Skate invade universo feminino, influenciando moda e comportamento

Além da facilidade de acesso, é um esporte que se destaca por não ter limites de idade e gênero

Para Luisa Mund, as meninas que andam de skate não são mais as sem vaidade
Para Luisa Mund, as meninas que andam de skate não são mais as sem vaidade Foto: Jessé Giotti

Os escritores que desculpem a licença poética, mas skate rima com liberdade. Liberdade de se locomover, de ser radical, de ser feminina, de se deixar levar sem compromisso por essas rodinhas. O esporte já foi associado a movimentos de rebeldia e vandalismo, mas atualmente desponta como uma tendência para as pessoas que querem curtir uma vida de pequenos prazeres. Nomes como o de Leticia Bufoni e Karen Jonz, brasileiras skatistas que arrasam nas competições pelo mundo, não soam mais tão estranhos aos nossos ouvidos. Elas não só conquistaram espaço pela técnica, como mostram que bermudão rasgado já não faz parte do guarda-roupa da skatista moderna.

A moda está tão bombada que a Perestroika, escola antenada no que há de mais moderno com sede em Porto Alegre e filiais no Rio de Janeiro e São Paulo, resolveu investir no curso Skate para Mulheres. Com o intuito de ajudar mais e mais meninas romperem com uma aura de preconceito que ronda o esporte, a instituição promove aulas focadas exclusivamente nelas no S.W.A.G – trocadilho usado para Skate With A Girl e que também é uma gíria que significa algo como cool, em inglês.

? A ideia de fazer o curso veio de duas sacadas. A primeira é a de que a gente sempre pensa em skate como manobra, não como meio de transporte. E o segundo viés foi de promover um ambiente propício para as meninas aprenderem o esporte, que mostre outras maneiras de andar, e não apenas a radical ? explica Mariana Gutheil, coordenadora do espaço.

O skate está mais acessível em todas as suas modalidades para gente que não tinha condições de importar peças e ter acesso a pistas ou locais apropriados para andar.

? O esporte como um todo está crescendo. Ele está mais democrático e mais social, rolando em parques, ruas e praças. Estamos vivendo uma das melhores fases do skate feminino, tanto técnico quanto de competição ? diz Ricardo Chaves, marketing da Globe, multinacional de produtos de skate, surfe e snowboard.

Além da facilidade de acesso, é um esporte que se destaca por não ter limites de idade, gênero, altura e peso.

? O principal fator que influencia no desenvolvimento é psicológico, e não físico. A gente consegue trabalhar com pessoas que tenham menos explosão ou mais idade, porque é a trava psicológica que impede a pessoa de evoluir no skate ? incentiva Ricardo Leonardo, formado em Educação Física e professor da Arca Skateboard, que dá aulas na Grande Florianópolis.

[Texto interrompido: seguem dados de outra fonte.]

use std::sync::LazyLock;

use regex::Regex;

use whisker_html::{Arg, ArgValue, ParseError, Path, Scanner, StacheTag};

use crate::tokens::{identifier_name, number_value, peek_js_token, JsToken, JsTokenKind};

/// A parsed stache tag plus the input span it consumed.
#[derive(Debug, Clone, PartialEq)]
pub struct ScannedTag {
    pub tag: StacheTag,
    pub char_pos: usize,
    pub char_length: usize,
}

/// Parse exactly one stache tag starting at byte position `pos` of `input`.
///
/// On success the scanned span is `[char_pos, char_pos + char_length)`; on
/// failure the error is located at the offending position.
pub fn parse_stache_tag(
    input: &str,
    pos: usize,
    source_name: Option<&str>,
) -> Result<ScannedTag, ParseError> {
    let mut scanner = Scanner::with_source_name(input, source_name);
    scanner.pos = pos;
    let tag = scan_tag(&mut scanner)?;
    Ok(ScannedTag {
        tag,
        char_pos: pos,
        char_length: scanner.pos - pos,
    })
}

#[derive(Debug, Clone, Copy, PartialEq, Eq)]
enum Opening {
    Else,
    Double,
    Triple,
    Comment,
    Inclusion,
    BlockOpen,
    BlockClose,
}

static ELSE_OPEN_RE: LazyLock<Regex> = LazyLock::new(|| Regex::new(r"^\{\{\s*else").unwrap());
static DOUBLE_OPEN_RE: LazyLock<Regex> = LazyLock::new(|| Regex::new(r"^\{\{\s*").unwrap());
static TRIPLE_OPEN_RE: LazyLock<Regex> = LazyLock::new(|| Regex::new(r"^\{\{\{\s*").unwrap());
static COMMENT_OPEN_RE: LazyLock<Regex> = LazyLock::new(|| Regex::new(r"^\{\{\s*!").unwrap());
static INCLUSION_OPEN_RE: LazyLock<Regex> = LazyLock::new(|| Regex::new(r"^\{\{\s*>\s*").unwrap());
static BLOCK_OPEN_RE: LazyLock<Regex> = LazyLock::new(|| Regex::new(r"^\{\{\s*#\s*").unwrap());
static BLOCK_CLOSE_RE: LazyLock<Regex> = LazyLock::new(|| Regex::new(r"^\{\{\s*/\s*").unwrap());

static COMMENT_BODY_RE: LazyLock<Regex> = LazyLock::new(|| Regex::new(r"^(?s).*?\}\}").unwrap());
static DOUBLE_END_RE: LazyLock<Regex> = LazyLock::new(|| Regex::new(r"^\}\}").unwrap());
static TRIPLE_END_RE: LazyLock<Regex> = LazyLock::new(|| Regex::new(r"^\}\}\}").unwrap());
static CLOSE_AFTER_WS_RE: LazyLock<Regex> = LazyLock::new(|| Regex::new(r"^\s*\}\}").unwrap());

static WS_RE: LazyLock<Regex> = LazyLock::new(|| Regex::new(r"^\s+").unwrap());
static DOTS_RE: LazyLock<Regex> = LazyLock::new(|| Regex::new(r"^[./]+").unwrap());
static SEP_RE: LazyLock<Regex> = LazyLock::new(|| Regex::new(r"^[./]").unwrap());
static BRACKET_BODY_RE: LazyLock<Regex> = LazyLock::new(|| Regex::new(r"^(?s).*?\]").unwrap());
static KWARG_EQ_RE: LazyLock<Regex> = LazyLock::new(|| Regex::new(r"^\s*=").unwrap());
static EQ_WS_RE: LazyLock<Regex> = LazyLock::new(|| Regex::new(r"^\s*=\s*").unwrap());

fn expected(scanner: &Scanner, what: &str) -> ParseError {
    scanner.fatal(format!("Expected {}", what))
}

/// Sigil characters forbidden by the opening patterns' lookahead.
fn is_sigil(c: char) -> bool {
    matches!(c, '{' | '>' | '!' | '#' | '/')
}

/// Match the opening pattern, in priority order. `{{else` must be tried
/// before the plain double form or it would parse as a path.
fn match_opening(scanner: &mut Scanner) -> Option<Opening> {
    let start = scanner.pos;

    if scanner.take_re(&ELSE_OPEN_RE).is_some() {
        if scanner.peek().is_some_and(|c| c.is_whitespace() || c == '}') {
            return Some(Opening::Else);
        }
        scanner.pos = start;
    }
    if scanner.take_re(&DOUBLE_OPEN_RE).is_some() {
        if !scanner.peek().is_some_and(is_sigil) {
            return Some(Opening::Double);
        }
        scanner.pos = start;
    }
    if scanner.take_re(&TRIPLE_OPEN_RE).is_some() {
        if !scanner.peek().is_some_and(is_sigil) {
            return Some(Opening::Triple);
        }
        scanner.pos = start;
    }
    if scanner.take_re(&COMMENT_OPEN_RE).is_some() {
        return Some(Opening::Comment);
    }
    if scanner.take_re(&INCLUSION_OPEN_RE).is_some() {
        if !scanner.peek().is_some_and(is_sigil) {
            return Some(Opening::Inclusion);
        }
        scanner.pos = start;
    }
    if scanner.take_re(&BLOCK_OPEN_RE).is_some() {
        if !scanner.peek().is_some_and(is_sigil) {
            return Some(Opening::BlockOpen);
        }
        scanner.pos = start;
    }
    if scanner.take_re(&BLOCK_CLOSE_RE).is_some() {
        if !scanner.peek().is_some_and(is_sigil) {
            return Some(Opening::BlockClose);
        }
        scanner.pos = start;
    }
    None
}

fn scan_tag(scanner: &mut Scanner) -> Result<StacheTag, ParseError> {
    let Some(opening) = match_opening(scanner) else {
        return Err(scanner.fatal("Unknown stache tag"));
    };

    match opening {
        Opening::Comment => match scanner.take_re(&COMMENT_BODY_RE) {
            Some(body) => Ok(StacheTag::Comment(body[..body.len() - 2].to_string())),
            None => Err(scanner.fatal("Unclosed comment")),
        },
        Opening::Else => {
            if scanner.take_re(&CLOSE_AFTER_WS_RE).is_none() {
                return Err(expected(scanner, "}}"));
            }
            Ok(StacheTag::Else)
        }
        Opening::BlockClose => {
            let path = scan_path(scanner)?;
            if scanner.take_re(&CLOSE_AFTER_WS_RE).is_none() {
                return Err(expected(scanner, "}}"));
            }
            Ok(StacheTag::BlockClose { path })
        }
        Opening::Double | Opening::Triple | Opening::Inclusion | Opening::BlockOpen => {
            let triple = opening == Opening::Triple;
            let path = scan_path(scanner)?;
            let args = scan_args(scanner, triple)?;
            match opening {
                Opening::Double => Ok(StacheTag::Double { path, args }),
                Opening::Triple => Ok(StacheTag::Triple { path, args }),
                Opening::Inclusion => {
                    let positional = args.iter().filter(|a| a.is_positional()).count();
                    if positional > 1 {
                        return Err(
                            scanner.fatal("Only one positional argument is allowed here")
                        );
                    }
                    Ok(StacheTag::Inclusion { path, args })
                }
                Opening::BlockOpen => Ok(StacheTag::BlockOpen {
                    path,
                    args,
                    content: Vec::new(),
                    else_content: None,
                }),
                _ => unreachable!(),
            }
        }
    }
}

/// Scan arguments up to and including the close marker.
///
/// Each argument must be preceded by whitespace; a lone `}` where the close
/// marker is required is its own error.
fn scan_args(scanner: &mut Scanner, triple: bool) -> Result<Vec<Arg>, ParseError> {
    let mut args = Vec::new();
    loop {
        let had_ws = scanner.take_re(&WS_RE).is_some();
        let end_re = if triple { &TRIPLE_END_RE } else { &DOUBLE_END_RE };
        if scanner.take_re(end_re).is_some() {
            return Ok(args);
        }
        if scanner.peek() == Some('}') {
            return Err(expected(scanner, if triple { "}}}" } else { "}}" }));
        }
        if !had_ws {
            return Err(expected(scanner, "space"));
        }
        args.push(scan_arg(scanner, true)?);
    }
}

fn scan_path(scanner: &mut Scanner) -> Result<Path, ParseError> {
    let mut segments: Vec<String> = Vec::new();

    // leading `.`, `..`, `./`, `../..` etc; the whole run folds into one
    // ancestor segment of `.` plus one dot per `..`
    if let Some(dots) = scanner.take_re(&DOTS_RE) {
        let ends_with_slash = dots.ends_with('/');
        let run = if ends_with_slash {
            &dots[..dots.len() - 1]
        } else {
            dots
        };
        let mut ancestor = String::from(".");
        for (i, clause) in run.split('/').enumerate() {
            if i == 0 {
                if clause != "." && clause != ".." {
                    return Err(expected(scanner, "`.`, `..`, `./` or `../`"));
                }
            } else if clause != ".." {
                return Err(expected(scanner, "`..` or `../`"));
            }
            if clause == ".." {
                ancestor.push('.');
            }
        }
        segments.push(ancestor);
        if !ends_with_slash {
            return Ok(segments);
        }
    }

    loop {
        if scanner.take_prefix("[") {
            let Some(body) = scanner.take_re(&BRACKET_BODY_RE) else {
                return Err(scanner.fatal("Unterminated path segment"));
            };
            let segment = &body[..body.len() - 1];
            if segment.is_empty() && segments.is_empty() {
                return Err(scanner.fatal("Path can't start with empty string"));
            }
            segments.push(segment.to_string());
        } else {
            let id = scan_identifier(scanner, segments.is_empty())?;
            if id == "this" {
                if segments.is_empty() {
                    segments.push(".".to_string());
                } else {
                    return Err(expected(scanner, "identifier"));
                }
            } else {
                segments.push(id);
            }
        }
        if scanner.take_re(&SEP_RE).is_none() {
            break;
        }
    }
    Ok(segments)
}

/// Identifiers and keywords are both legal path segments, but the literals
/// `null`, `true`, `false` may not start a path.
fn scan_identifier(scanner: &mut Scanner, is_first: bool) -> Result<String, ParseError> {
    let Some(name) = identifier_name(scanner.rest()) else {
        return Err(expected(scanner, "identifier"));
    };
    if is_first && matches!(name, "null" | "true" | "false") {
        return Err(
            scanner.fatal("Can't use null, true, or false, as an identifier at start of path")
        );
    }
    let name = name.to_string();
    scanner.advance(name.len());
    Ok(name)
}

fn scan_arg(scanner: &mut Scanner, allow_keyword: bool) -> Result<Arg, ParseError> {
    let rest = scanner.rest();
    let token = peek_js_token(scanner)?;

    // `.`- and `[`-led arguments are paths unless they tokenize as a number
    if (rest.starts_with('.') || rest.starts_with('['))
        && !matches!(
            token,
            Some(JsToken {
                kind: JsTokenKind::Number,
                ..
            })
        )
    {
        return Ok(Arg::positional(ArgValue::Path(scan_path(scanner)?)));
    }

    let Some(token) = token else {
        return Err(expected(
            scanner,
            "identifier, number, string, boolean, or null",
        ));
    };

    match token.kind {
        JsTokenKind::Punctuation if token.text == "-" => {
            scanner.advance(1);
            match peek_js_token(scanner)? {
                Some(JsToken {
                    kind: JsTokenKind::Number,
                    text,
                }) => {
                    scanner.advance(text.len());
                    Ok(Arg::positional(ArgValue::Number(-number_value(&text))))
                }
                _ => Err(expected(scanner, "number")),
            }
        }
        JsTokenKind::Number => {
            scanner.advance(token.text.len());
            Ok(Arg::positional(ArgValue::Number(number_value(&token.text))))
        }
        JsTokenKind::Str => {
            scanner.advance(token.text.len());
            let decoded = decode_string_literal(scanner, &token.text)?;
            Ok(Arg::positional(ArgValue::Str(decoded)))
        }
        JsTokenKind::Boolean => {
            scanner.advance(token.text.len());
            Ok(Arg::positional(ArgValue::Bool(token.text == "true")))
        }
        JsTokenKind::Null => {
            scanner.advance(token.text.len());
            Ok(Arg::positional(ArgValue::Null))
        }
        JsTokenKind::Identifier | JsTokenKind::Keyword => {
            let after_name = &scanner.rest()[token.text.len()..];
            if allow_keyword && KWARG_EQ_RE.is_match(after_name) {
                scanner.advance(token.text.len());
                scanner.take_re(&EQ_WS_RE);
                let value = scan_arg(scanner, false)?;
                Ok(Arg::keyword(token.text, value.value))
            } else {
                Ok(Arg::positional(ArgValue::Path(scan_path(scanner)?)))
            }
        }
        JsTokenKind::Punctuation => Err(expected(
            scanner,
            "identifier, number, string, boolean, or null",
        )),
    }
}

/// Decode a string-literal token.
///
/// A single-quoted form has its delimiters swapped to double quotes, the
/// line-continuation characters are mapped to the letter `n`, and the result
/// is parsed as a JSON string. (The `n` mapping reproduces long-standing
/// behavior; it drops information for raw newlines.)
fn decode_string_literal(scanner: &Scanner, raw: &str) -> Result<String, ParseError> {
    let mut text = raw.to_string();
    if text.starts_with('\'') {
        text.replace_range(..1, "\"");
        let last = text.len() - 1;
        text.replace_range(last.., "\"");
    }
    let cleaned: String = text
        .chars()
        .map(|c| match c {
            '\r' | '\n' | '\u{2028}' | '\u{2029}' => 'n',
            other => other,
        })
        .collect();
    serde_json::from_str(&cleaned).map_err(|_| scanner.fatal("Invalid string literal"))
}

#[cfg(test)]
mod tests {
    use super::*;

    fn scan(input: &str) -> StacheTag {
        parse_stache_tag(input, 0, None).unwrap().tag
    }

    #[test]
    fn else_wins_over_double() {
        assert_eq!(scan("{{else}}"), StacheTag::Else);
        assert_eq!(scan("{{ else }}"), StacheTag::Else);
        // `elsewhere` is an ordinary path
        assert!(matches!(
            scan("{{elsewhere}}"),
            StacheTag::Double { ref path, .. } if path == &vec!["elsewhere".to_string()]
        ));
    }

    #[test]
    fn triple_needs_three_braces_to_close() {
        assert!(matches!(scan("{{{html}}}"), StacheTag::Triple { .. }));
        let err = parse_stache_tag("{{{html}}", 0, None).unwrap_err();
        assert_eq!(err.message, "Expected }}}");
    }

    #[test]
    fn unknown_opening_is_rejected() {
        let err = parse_stache_tag("{{#>x}}", 0, None).unwrap_err();
        assert_eq!(err.message, "Unknown stache tag");
    }

    #[test]
    fn string_decoding_swaps_single_quotes() {
        match scan("{{foo 'a b'}}") {
            StacheTag::Double { args, .. } => {
                assert_eq!(args[0].value, ArgValue::Str("a b".into()));
            }
            other => panic!("unexpected tag {:?}", other),
        }
    }
}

Apesar de ser um esporte individual, o skate promove também a troca de experiências e informações – o que torna ele bastante receptivo a novos praticantes.

? Eu lembro que quando comecei a andar, há uns dois anos, era muito raro ver alguma menina andar de skate. Eu passava e percebia as pessoas surpresas na rua. Isso a gente via muito na Califórnia e aqui o pessoal não tinha muito esta cultura. Mas eu vejo que isto está mudando, as pessoas estão curtindo este estilo de vida ? compara Isabela Teixeira, arquiteta de Floripa e dona da marca UseArte.

Radical e cheia de estilo, a dupla Antonia Wallig, 28 anos, e Tielle Haas, de 32 anos (foto ao lado) também engrossa a tribo das modernas sobre rodinhas.